Un individuo ha ucciso due donne a Riposto, nella regione italiana di Catania, nelle ultime ore e poi si è tolto la vita.
La prima vittima è una donna di 48 anni, colpita da un proiettile mentre si trovava in auto vicino al lungomare della città. Secondo l’agenzia di stampa ADNKronos, la seconda vittima, di 50 anni, si trovava in una strada rom della città e non è stato possibile rianimarla nonostante gli sforzi del personale medico.
Il sospetto si è poi tolto la vita con un’arma da fuoco nei pressi di una stazione di polizia.
La stampa italiana sostiene che l’assassino aveva una relazione extraconiugale con la prima vittima. È stato identificato come Salvatore La Motta, 63 anni, fratello di un noto mafioso, Benedetto La Motta, accusato di aver ordinato un omicidio nell’ottobre 2016.
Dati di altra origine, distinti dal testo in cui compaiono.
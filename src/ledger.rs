//! The shared CSV ledger.
//!
//! Every harvester appends to one flat file with the fixed header
//! `date,source,url,title,done`. Rows are never reordered or removed; the
//! notifier is the only writer that rewrites the file, and only to flip
//! `done` flags.
//!
//! # Operating assumption
//!
//! One writer at a time. There is no cross-process lock: two harvesters
//! appending simultaneously, or a harvester appending while the notifier
//! rewrites, can lose or interleave rows. Schedule the commands serially.
//!
//! # Integrity
//!
//! Every read validates the header first. A missing or mismatched header
//! aborts the operation before anything is written. Records with the wrong
//! column count are kept as raw text: they never count as known URLs or
//! pending notifications, and [`Ledger::rewrite`] writes them back unchanged.

use chrono::{DateTime, Utc};
use std::collections::HashSet;
use std::fs::{self, File, OpenOptions};
use std::io::{self, Write};
use std::path::{Path, PathBuf};
use thiserror::Error;
use tracing::{debug, info, instrument, warn};

use crate::dates::parse_datetime;
use crate::models::{ArticleRecord, LedgerEntry, LedgerRow, LEDGER_HEADER};

const UTF8_BOM: &[u8] = b"\xEF\xBB\xBF";

/// Errors raised by ledger reads and writes.
#[derive(Debug, Error)]
pub enum LedgerError {
    #[error("ledger {} has a malformed header: expected `{expected}`, found `{found}`", .path.display())]
    Header {
        path: PathBuf,
        expected: String,
        found: String,
    },

    #[error("I/O error on ledger {}: {source}", .path.display())]
    Io {
        path: PathBuf,
        #[source]
        source: io::Error,
    },

    #[error("CSV error in ledger {}: {source}", .path.display())]
    Csv {
        path: PathBuf,
        #[source]
        source: csv::Error,
    },
}

/// What is currently on disk.
enum Contents {
    /// No file at all.
    Missing,
    /// Zero-length, or only a BOM and whitespace.
    Empty,
    /// A valid header followed by zero or more records.
    Rows {
        entries: Vec<LedgerEntry>,
        ends_with_newline: bool,
    },
}

/// Handle to the ledger file. Opening does no I/O.
#[derive(Debug, Clone)]
pub struct Ledger {
    path: PathBuf,
}

impl Ledger {
    pub fn open(path: impl Into<PathBuf>) -> Self {
        Self { path: path.into() }
    }

    pub fn path(&self) -> &Path {
        &self.path
    }

    /// URLs already recorded for `source`.
    ///
    /// A missing or empty ledger yields an empty set and is created with the
    /// header as a side effect.
    #[instrument(level = "debug", skip(self), fields(path = %self.path.display()))]
    pub fn load_existing_urls(&self, source: &str) -> Result<HashSet<String>, LedgerError> {
        match self.load()? {
            Contents::Missing | Contents::Empty => {
                self.initialize()?;
                Ok(HashSet::new())
            }
            Contents::Rows { entries, .. } => {
                let urls: HashSet<String> = entries
                    .into_iter()
                    .filter_map(LedgerEntry::into_row)
                    .filter(|row| row.source == source && !row.url.is_empty())
                    .map(|row| row.url)
                    .collect();
                debug!(count = urls.len(), "Loaded existing URLs");
                Ok(urls)
            }
        }
    }

    /// Most recent parseable date recorded for `source`.
    pub fn latest_date(&self, source: &str) -> Result<Option<DateTime<Utc>>, LedgerError> {
        match self.load()? {
            Contents::Missing | Contents::Empty => Ok(None),
            Contents::Rows { entries, .. } => Ok(entries
                .iter()
                .filter_map(LedgerEntry::row)
                .filter(|row| row.source == source)
                .filter_map(|row| parse_datetime(&row.date).ok())
                .max()),
        }
    }

    /// Every record, in file order. A missing or empty ledger reads as empty.
    pub fn read_all(&self) -> Result<Vec<LedgerEntry>, LedgerError> {
        match self.load()? {
            Contents::Missing | Contents::Empty => Ok(Vec::new()),
            Contents::Rows { entries, .. } => Ok(entries),
        }
    }

    /// Create the file with its header if it is missing or empty.
    ///
    /// Returns `true` when the file was (re)initialized.
    pub fn ensure_initialized(&self) -> Result<bool, LedgerError> {
        match self.load()? {
            Contents::Missing | Contents::Empty => {
                self.initialize()?;
                Ok(true)
            }
            Contents::Rows { .. } => Ok(false),
        }
    }

    /// Append a batch of new records in chronological order.
    ///
    /// The batch is sorted by date (stable, so equal dates keep their input
    /// order). Records whose `(source, url)` is already in the file, or
    /// repeated within the batch, are skipped. The header is written first
    /// when the file is missing or empty. Existing rows are never touched.
    ///
    /// Returns the number of rows written.
    #[instrument(level = "info", skip_all, fields(path = %self.path.display(), batch = records.len()))]
    pub fn append(&self, mut records: Vec<ArticleRecord>) -> Result<usize, LedgerError> {
        let (mut seen, fresh_file, needs_newline) = match self.load()? {
            Contents::Missing | Contents::Empty => (HashSet::new(), true, false),
            Contents::Rows {
                entries,
                ends_with_newline,
            } => (
                entries
                    .into_iter()
                    .filter_map(LedgerEntry::into_row)
                    .map(|row| (row.source, row.url))
                    .collect::<HashSet<_>>(),
                false,
                !ends_with_newline,
            ),
        };

        records.sort_by_key(|record| record.date);
        let fresh: Vec<ArticleRecord> = records
            .into_iter()
            .filter(|record| {
                let key = (record.source.clone(), record.url.clone());
                let is_new = seen.insert(key);
                if !is_new {
                    debug!(url = %record.url, source = %record.source, "Skipping duplicate ledger entry");
                }
                is_new
            })
            .collect();

        if fresh.is_empty() {
            return Ok(0);
        }

        let mut file = if fresh_file {
            self.create_parent()?;
            File::create(&self.path).map_err(|e| self.io_err(e))?
        } else {
            OpenOptions::new()
                .append(true)
                .open(&self.path)
                .map_err(|e| self.io_err(e))?
        };
        if needs_newline {
            file.write_all(b"\n").map_err(|e| self.io_err(e))?;
        }

        let mut writer = csv_writer(file);
        if fresh_file {
            writer
                .write_record(LEDGER_HEADER)
                .map_err(|e| self.csv_err(e))?;
        }
        for record in &fresh {
            writer
                .write_record(record.to_row().as_record())
                .map_err(|e| self.csv_err(e))?;
        }
        writer.flush().map_err(|e| self.io_err(e))?;

        info!(appended = fresh.len(), "Appended rows to ledger");
        Ok(fresh.len())
    }

    /// Replace the whole file with `entries`.
    ///
    /// Unparsed records are written back exactly as they were read. Writes to
    /// a sibling `*.tmp` file and renames it over the ledger, so an
    /// interrupted rewrite leaves the previous contents in place.
    #[instrument(level = "info", skip_all, fields(path = %self.path.display(), entries = entries.len()))]
    pub fn rewrite(&self, entries: &[LedgerEntry]) -> Result<(), LedgerError> {
        self.create_parent()?;
        let tmp_path = self.tmp_path();
        let tmp_err = |source| LedgerError::Io {
            path: tmp_path.clone(),
            source,
        };

        let file = File::create(&tmp_path).map_err(tmp_err)?;
        let mut writer = csv_writer(file);
        writer
            .write_record(LEDGER_HEADER)
            .map_err(|e| self.csv_err(e))?;
        for entry in entries {
            match entry {
                LedgerEntry::Row(row) => writer
                    .write_record(row.as_record())
                    .map_err(|e| self.csv_err(e))?,
                LedgerEntry::Unparsed(raw) => {
                    writer.flush().map_err(tmp_err)?;
                    let mut inner = writer.get_ref();
                    inner.write_all(raw.as_bytes()).map_err(tmp_err)?;
                    inner.write_all(b"\n").map_err(tmp_err)?;
                }
            }
        }
        let file = writer
            .into_inner()
            .map_err(|e| tmp_err(e.into_error()))?;
        file.sync_all().map_err(tmp_err)?;
        drop(file);

        fs::rename(&tmp_path, &self.path).map_err(|e| self.io_err(e))?;
        info!("Rewrote ledger");
        Ok(())
    }

    fn load(&self) -> Result<Contents, LedgerError> {
        let bytes = match fs::read(&self.path) {
            Ok(bytes) => bytes,
            Err(e) if e.kind() == io::ErrorKind::NotFound => return Ok(Contents::Missing),
            Err(e) => return Err(self.io_err(e)),
        };
        let body = bytes.strip_prefix(UTF8_BOM).unwrap_or(bytes.as_slice());
        if body.iter().all(u8::is_ascii_whitespace) {
            return Ok(Contents::Empty);
        }

        let mut reader = csv::ReaderBuilder::new()
            .has_headers(true)
            .flexible(true)
            .from_reader(body);

        let headers = reader.headers().map_err(|e| self.csv_err(e))?.clone();
        if !headers.iter().eq(LEDGER_HEADER) {
            return Err(LedgerError::Header {
                path: self.path.clone(),
                expected: LEDGER_HEADER.join(","),
                found: headers.iter().collect::<Vec<_>>().join(","),
            });
        }

        let mut records = Vec::new();
        for result in reader.records() {
            let record = result.map_err(|e| self.csv_err(e))?;
            let start = record.position().map_or(0, |pos| pos.byte() as usize);
            records.push((record, start));
        }

        let mut entries = Vec::with_capacity(records.len());
        for (index, (record, start)) in records.iter().enumerate() {
            match LedgerRow::from_record(record) {
                Some(row) => entries.push(LedgerEntry::Row(row)),
                None => {
                    // A record runs until the next one starts.
                    let end = records.get(index + 1).map_or(body.len(), |(_, next)| *next);
                    let raw = String::from_utf8_lossy(&body[*start..end])
                        .trim_end_matches(['\r', '\n'])
                        .to_string();
                    warn!(
                        path = %self.path.display(),
                        row = index + 1,
                        fields = record.len(),
                        "Ledger row has the wrong column count; keeping it as-is"
                    );
                    entries.push(LedgerEntry::Unparsed(raw));
                }
            }
        }

        Ok(Contents::Rows {
            entries,
            ends_with_newline: body.last() == Some(&b'\n'),
        })
    }

    fn initialize(&self) -> Result<(), LedgerError> {
        self.create_parent()?;
        let file = File::create(&self.path).map_err(|e| self.io_err(e))?;
        let mut writer = csv_writer(file);
        writer
            .write_record(LEDGER_HEADER)
            .map_err(|e| self.csv_err(e))?;
        writer.flush().map_err(|e| self.io_err(e))?;
        info!(path = %self.path.display(), "Created ledger with header");
        Ok(())
    }

    fn create_parent(&self) -> Result<(), LedgerError> {
        match self.path.parent() {
            Some(parent) if !parent.as_os_str().is_empty() => {
                fs::create_dir_all(parent).map_err(|e| self.io_err(e))
            }
            _ => Ok(()),
        }
    }

    fn tmp_path(&self) -> PathBuf {
        let mut name = self
            .path
            .file_name()
            .map(|n| n.to_os_string())
            .unwrap_or_else(|| "ledger.csv".into());
        name.push(".tmp");
        self.path.with_file_name(name)
    }

    fn io_err(&self, source: io::Error) -> LedgerError {
        LedgerError::Io {
            path: self.path.clone(),
            source,
        }
    }

    fn csv_err(&self, source: csv::Error) -> LedgerError {
        LedgerError::Csv {
            path: self.path.clone(),
            source,
        }
    }
}

fn csv_writer<W: Write>(inner: W) -> csv::Writer<W> {
    csv::WriterBuilder::new()
        .has_headers(false)
        .terminator(csv::Terminator::Any(b'\n'))
        .from_writer(inner)
}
«Sono scioccato», ha dichiarato il sindaco locale, Enzo Caragliano. «La nostra comunità non ha nulla a che fare con l’immagine violenta che viene trasmessa dai media. Non conoscevo né le vittime né il presunto assassino. Ancora una volta si spara alle donne. Ancora una volta senza testimoni», ha lamentato.
«Nessun atto di violenza può essere giustificato, nessuna motivazione è mai accettabile. Forse si può pensare a un atto di follia, perché solo la follia pura può stare dietro a tanta violenza», ha aggiunto Caragliano.